When you have many clients mounting to an NFS server, you generally want to try to control which nodes those clients are mounting to. In the cloud, this becomes trickier to do, as clients and storage system management may be handled by the cloud providers. So, we’d want to have a noninteractive way to do this.
With ONTAP, you have two options to load balance TCP connections for metadata. You can use the tried and true DNS round-robin method, but the NFS server doesn’t have any idea what IP addresses have been issued by the DNS server, so as a result, there are no guarantees the connections won’t pile up.
Another way to deal with connections is to leverage the ONTAP feature for on-box DNS load balancing. This feature allows storage administrators to set up a DNS forwarding zone on a DNS server (BIND, Active Directory or otherwise) to forward requests to the clustered Data ONTAP data LIFs, which can act as DNS servers complete with SOA records! The cluster will determine which IP address to issue to a client based on the following factors:
- CPU load
- overall node throughput
This helps ensure that any TCP connection that is established is done so in a logical manner based on performance of the phyical hardware.

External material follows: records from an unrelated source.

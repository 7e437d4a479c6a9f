//! Campus timetables: the static catalog, the calendar arithmetic behind the
//! week/month viewer, and the quick-select campus tabs.

pub mod catalog;
pub mod domain;
pub mod navigator;
pub mod router;
pub mod tabs;

pub use catalog::{CatalogError, ScheduleCatalog};
pub use domain::{Campus, CampusTimetable, ClassDay, TimetableEntry};
pub use navigator::{
    day_has_classes, entries_for_day, month_grid, monday_of, monday_of_month, navigate_week,
    week_dates, FixedClock, ReferenceClock, ScheduleNavigator, SystemClock, WeekDirection,
};
pub use router::{schedule_router, ScheduleState};
pub use tabs::{CampusTabs, VISIBLE_TAB_SLOTS};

I cover both types of DNS load balancing in TR-4523: DNS Load Balancing in ONTAP.
What about that data agility?
What’s great about pNFS is that it is a perfect fit for storage operating systems like ONTAP. NetApp and RedHat worked together closely on the protocol enhancement, and it shows in its overall implementation.
In ONTAP, there is the concept of non-disruptive volume moves. This feature gives storage administrators agility and flexibility in their clusters, as well as enabling service and cloud providers a way to charge based on tiers (pay as you grow!).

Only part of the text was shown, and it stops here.